The Minister noted that the growth recorded in Q4 2025 was driven by sustained expansion across all three major sectors of the economy:
“Notably, approximately 30 subsectors recorded growth rates above 3.0%, underscoring the scope and structural depth of the expansion. This signals that growth is no longer concentrated in isolated segments but increasingly diversified across the economy,” he added.
Commenting on the full year GDP performance, Edun said: “This expansion reflects strengthening fundamentals, improved fiscal coordination, disciplined expenditure management, and reforms aimed at restoring macroeconomic credibility.”
The Minister further noted that this latest data sends a strong signal to foreign investors, multilateral institutions, and global economic stakeholders that Nigeria’s reform trajectory is gaining traction and is being consolidated.
He further highlighted the fact that with improving macroeconomic coordination, strengthening revenue mobilisation, enhanced transparency in public finance, and ongoing structural reforms, Nigeria is positioning itself as a stable and competitive destination for long-term capital.
The Ministry of Finance reiterated its commitment to disciplined reform implementation, strategic coordination across government institutions, and transparent engagement with domestic and international stakeholders.
Meanwhile, investors average return on the Nigerian stock market increased significantly by N24.4 trillion in the first two months of 2026 amid growing fundamentals and impressive corporate earnings by listed companies.
When the market closed for trading yesterday, the market capitalisation of all listed stocks stood at N123.76 trillion, representing an increase of N24.4 trillion or 24.5 per cent, up from the N99.376 trillion it opened for trading in 2026.
The market capitalisation reached a peak of N125 trillion on February 20, 2026, before closing at N123.76 trillion.

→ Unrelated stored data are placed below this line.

//! TripPlanner - streaming client for a trip planning service
//!
//! TripPlanner turns a trip description into a planning request, opens a
//! server-sent event stream to the planner, shows progress as it arrives and
//! renders the final itinerary. Only the most recently submitted request is
//! ever allowed to update the display.
//!
//! # Modules
//!
//! - [`query`] - trip form fields, validation and query text
//! - [`session`] - event decoding, SSE transport, session state machine and controller
//! - [`render`] - terminal output for progress and outcomes
//! - [`repl`] - interactive prompt
//! - [`config`] - configuration types and loading
//! - [`cli`] - command-line interface

pub mod cli;
pub mod config;
pub mod query;
pub mod render;
pub mod repl;
pub mod session;

// Re-export commonly used types
pub use config::{Config, OutputConfig, ServiceConfig};
pub use query::{Field, TripFields, TripQuery, ValidationErrors, build_query};
pub use session::{
    ChannelObserver, FailureKind, FinalReport, Notification, Phase, SessionController, SessionEvent, SessionFailure,
    SessionId, SessionObserver, SessionOutcome, SseTransport, Transport, TransportError, TransportEvent,
};
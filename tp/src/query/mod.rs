//! Request building: trip form fields to a planner query

mod builder;
mod fields;

pub use builder::{DATE_FORMAT, TripQuery, build_query};
pub use fields::{Field, TripFields, ValidationErrors};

The breakdown by THISDAY revealed that the market capitalisation in January 2026 appreciated by N6.8 trillion to close at N106.15 trillion, and in February 2026, it appreciated significantly by N17.61 trillion to close at N123.763trillion.
The N17.61 trillion gain in February 2026, was influenced by the National Pension Commission’s (PenCom) decision to raise equity limits for pension funds.

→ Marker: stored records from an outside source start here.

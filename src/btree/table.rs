//! table provides iterators over Table type btrees.
//! It hides the fact that btrees span several pages.

use super::{interior, leaf, Error, Page, PageNum, PageType};
use crate::typed_row::Row;

/// Deepest descent allowed below the root.  A balanced btree of 2^32 pages is far shallower than this;
/// anything deeper has a cycle in its child pointers.
pub const MAX_DEPTH: usize = 64;

enum Frame<'z> {
    Leaf(leaf::Iterator<'z>),
    Interior(interior::ScanIterator<'z>),
}

impl<'z> Frame<'z> {
    fn for_page(page: &Page<'z>) -> Result<Frame<'z>, Error> {
        let ci = page.cell_offsets()?;
        Ok(match (page.page_type(), page.rightmost_pointer()) {
            (PageType::TableInterior, Some(rmp)) => {
                Frame::Interior(interior::ScanIterator::new(page.bytes(), page.pagenum(), ci, rmp))
            }
            _ => Frame::Leaf(leaf::Iterator::new(
                page.bytes(),
                page.pagenum(),
                page.usable_size(),
                ci,
            )),
        })
    }
}

enum Step {
    Pop,
    Descend(PageNum),
    Fail(Error),
}

/// Iterator over the rows of a Table-typed btree, in rowid order.
///
/// Pages are read when the traversal reaches them, and only the pages on the path from the root to the
/// current leaf are held at once.  An error decoding one cell is returned in place of that row and the
/// iteration continues.  An error in the structure of the tree (a bad page type, a child page outside the
/// file, a cycle) is returned once and ends the iteration.
pub struct Iterator<'p> {
    file: &'p [u8],
    root_page: PageNum,
    page_size: usize,
    usable_size: usize,
    pending: Option<PageNum>,
    stack: Vec<Frame<'p>>, // The inner iterators borrow from `file`, which outlives this iterator.
}

impl<'p> Iterator<'p> {
    /// Creates an iterator over the rows of a Table-typed btree.
    ///
    /// # Arguments
    ///
    /// * `file` - The bytes of the database file.  Borrowed for the lifetime of the iterator.
    /// * `root_page` - The root page of the btree.
    /// * `page_size` - The size of each page in the file.
    /// * `usable_size` - The page size less any reserved bytes at the end of each page.
    pub fn new(file: &'p [u8], root_page: PageNum, page_size: usize, usable_size: usize) -> Iterator<'p> {
        Iterator {
            file,
            root_page,
            page_size,
            usable_size,
            pending: Some(root_page),
            stack: vec![],
        }
    }

    /// Reads `pagenum` and pushes it onto the traversal stack.
    fn descend(&mut self, pagenum: PageNum) -> Result<(), Error> {
        if self.stack.len() >= MAX_DEPTH {
            return Err(Error::TooDeep {
                root: self.root_page,
                depth: MAX_DEPTH,
            });
        }
        let page = Page::read(self.file, pagenum, self.page_size, self.usable_size)?;
        self.stack.push(Frame::for_page(&page)?);
        Ok(())
    }

    fn fail(&mut self, e: Error) -> Option<Result<Row, Error>> {
        self.pending = None;
        self.stack.clear();
        Some(Err(e))
    }
}

impl<'p> core::iter::Iterator for Iterator<'p> {
    type Item = Result<Row, Error>;

    fn next(&mut self) -> Option<Self::Item> {
        loop {
            if let Some(pagenum) = self.pending.take() {
                if let Err(e) = self.descend(pagenum) {
                    return self.fail(e);
                }
            }
            let step = match self.stack.last_mut()? {
                Frame::Leaf(l) => match l.next() {
                    // When we are iterating over a leaf and aren't done, return items from the leaf.
                    Some(cell) => return Some(cell.map(Row::from)),
                    // When the leaf is done, go up to the previous interior page, if any.
                    None => Step::Pop,
                },
                Frame::Interior(i) => match i.next() {
                    // When we are still iterating on an interior page, explore down the next child pointer.
                    Some(Ok(child)) => Step::Descend(child),
                    Some(Err(e)) => Step::Fail(e),
                    // If we ran out of children on an interior page, go up to its parent.
                    None => Step::Pop,
                },
            };
            match step {
                Step::Pop => {
                    self.stack.pop();
                }
                Step::Descend(child) => self.pending = Some(child),
                Step::Fail(e) => return self.fail(e),
            }
        }
    }
}

#[test]
fn test_table_iterator_over_two_levels() {
    let file = super::page::three_page_file();
    let rows: Vec<Row> = Iterator::new(&file, 1, 512, 512)
        .map(|r| r.unwrap())
        .collect();
    assert_eq!(rows.len(), 12);
    assert_eq!(rows[0].rowid, 1);
    assert_eq!(
        rows[11].items,
        vec![crate::sql_value::SqlValue::Text("L".to_string())]
    );
    // Restartable: a second iterator sees the same rows.
    assert_eq!(Iterator::new(&file, 1, 512, 512).count(), 12);
}

#[test]
fn test_table_iterator_stops_at_cycle() {
    let mut file = super::page::three_page_file();
    // Point page 1's rightmost child back at page 1.
    file[108..112].copy_from_slice(&1_u32.to_be_bytes());
    let results: Vec<Result<Row, Error>> = Iterator::new(&file, 1, 512, 512).collect();
    // Each visit of page 1 first walks page 2.
    assert!(results[..results.len() - 1].iter().all(|r| r.is_ok()));
    assert!(matches!(
        results.last(),
        Some(Err(Error::TooDeep { root: 1, depth: MAX_DEPTH }))
    ));
}

#[test]
fn test_table_iterator_child_out_of_range() {
    let mut file = super::page::three_page_file();
    file[108..112].copy_from_slice(&99_u32.to_be_bytes());
    let results: Vec<Result<Row, Error>> = Iterator::new(&file, 1, 512, 512).collect();
    assert_eq!(results.len(), 11);
    assert!(results[..10].iter().all(|r| r.is_ok()));
    assert!(matches!(results[10], Err(Error::PageOutOfRange(99))));
}

#[test]
fn test_table_iterator_bad_root() {
    let file = super::page::three_page_file();
    let mut it = Iterator::new(&file, 7, 512, 512);
    assert!(matches!(it.next(), Some(Err(Error::PageOutOfRange(7)))));
    assert!(it.next().is_none());
}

The market advanced by N6.79 trillion in one week, as the new policy saw the injection of fresh liquidity into the stock market.
Analysts stated that the stock market performance in the first two months of 2026, was driven by strong corporate earnings and stronger fundamentals of the bourse.

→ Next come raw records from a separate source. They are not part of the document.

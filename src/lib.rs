mod ast;
pub mod btree;
pub mod dbheader;
mod formatting;
pub mod parser;
mod project;
mod pt_to_ast;
pub mod record;
pub mod serial_type;
pub mod sql_value;
pub mod stored_db;
pub mod typed_row;
pub mod varint;

extern crate pest;
#[macro_use]
extern crate pest_derive;

use std::io::Write;

use anyhow::{bail, Context, Result};

pub use sql_value::SqlValue;
pub use stored_db::StoredDb;
pub use typed_row::Row;

/// Runs a dot-command, or else a query, against `db`, writing its output to `out`.
pub fn run_command<W: Write>(db: &StoredDb, command: &str, out: &mut W) -> Result<()> {
    match command.trim() {
        ".dbinfo" => {
            writeln!(out, "database page size: {}", db.page_size())?;
            writeln!(out, "number of tables: {}", db.number_of_tables())?;
        }
        ".tables" => {
            writeln!(out, "{}", db.table_names().join(" "))?;
        }
        ".schema" => {
            for sql in db.schema().iter().filter_map(|e| e.sql.as_deref()) {
                writeln!(out, "{};", sql)?;
            }
        }
        query => run_query(db, query, out)?,
    }
    Ok(())
}

/// Runs a SELECT statement, printing one line per row in list mode.
pub fn run_query<W: Write>(db: &StoredDb, query: &str, out: &mut W) -> Result<()> {
    // Convert parse tree to AST.
    let ss: ast::SelectStatement = pt_to_ast::pt_select_statement_to_ast(query)
        .with_context(|| format!("Invalid command: {}", query))?;
    let table_name = ss.from.tablename.as_str();
    let items = &ss.select.items;

    if items.iter().any(|i| i.is_count_star()) {
        if items.len() != 1 {
            bail!("COUNT(*) cannot be combined with other result columns.");
        }
        let mut count: usize = 0;
        for row in db.table_rows(table_name)? {
            row.with_context(|| format!("Error reading table {}", table_name))?;
            count += 1;
        }
        writeln!(out, "{}", count)?;
        return Ok(());
    }

    let create_sql = db
        .get_creation_sql(table_name)
        .ok_or_else(|| stored_db::Error::TableNameNotFound(table_name.to_owned()))?;
    let create = pt_to_ast::pt_create_statement_to_ast(&create_sql)
        .with_context(|| format!("Unable to parse schema of table {}", table_name))?;
    let colnames: Vec<String> = create.coldefs.into_iter().map(|c| c.colname.name).collect();
    let (actions, _) = project::build_project(&colnames, items)?;

    for row in db.table_rows(table_name)? {
        let row = row.with_context(|| format!("Error reading table {}", table_name))?;
        formatting::write_row(out, &project::project_row(&actions, &row))?;
    }
    Ok(())
}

Vice President, Highcap Securities, Mr. David Adnori, stated that the stock market performance between January and February 2026 was a reflection of stability in the nation’s economy and increasing foreign investors’ participation.
He explained further that investors were taking into consideration impressive full 2025 financial results from public companies listed on the stock exchange, and their impacts have continued to drive the prices of dividend-paying companies.
MD/CEO, Globalview Capital Limited, Mr. Aruna Kebira, attributed the stock market’s N24.4 trillion gain on expected 2025 FY impressive corporate earnings by listed firms and improved economy data in the country.
According to him, the stability in the FX and impressive yield on returns continued to influence market participation and it is expected to continue in the first quarter of 2026.
In the meantime, the naira strengthened across the FX market in February, posting gains at both the official and parallel windows amid improving dollar liquidity and sustained policy support.
At the official Nigerian Foreign Exchange Market (NFEM) market, the naira appreciated by 1.94 per cent month-on-month, closing at N1,363.39/$ yesterday, compared with the N1,390.36/$ it was on February 2.
The steady appreciation reflects relative calm in the market and a moderation in demand pressures during the period under review.
The parallel market mirrored this trend, with the naira gaining 7.07 per cent over the month. It firmed from N1,485/$ at the beginning of February to close at N1,380/$ on February 28, narrowing the spread between both segments of the market.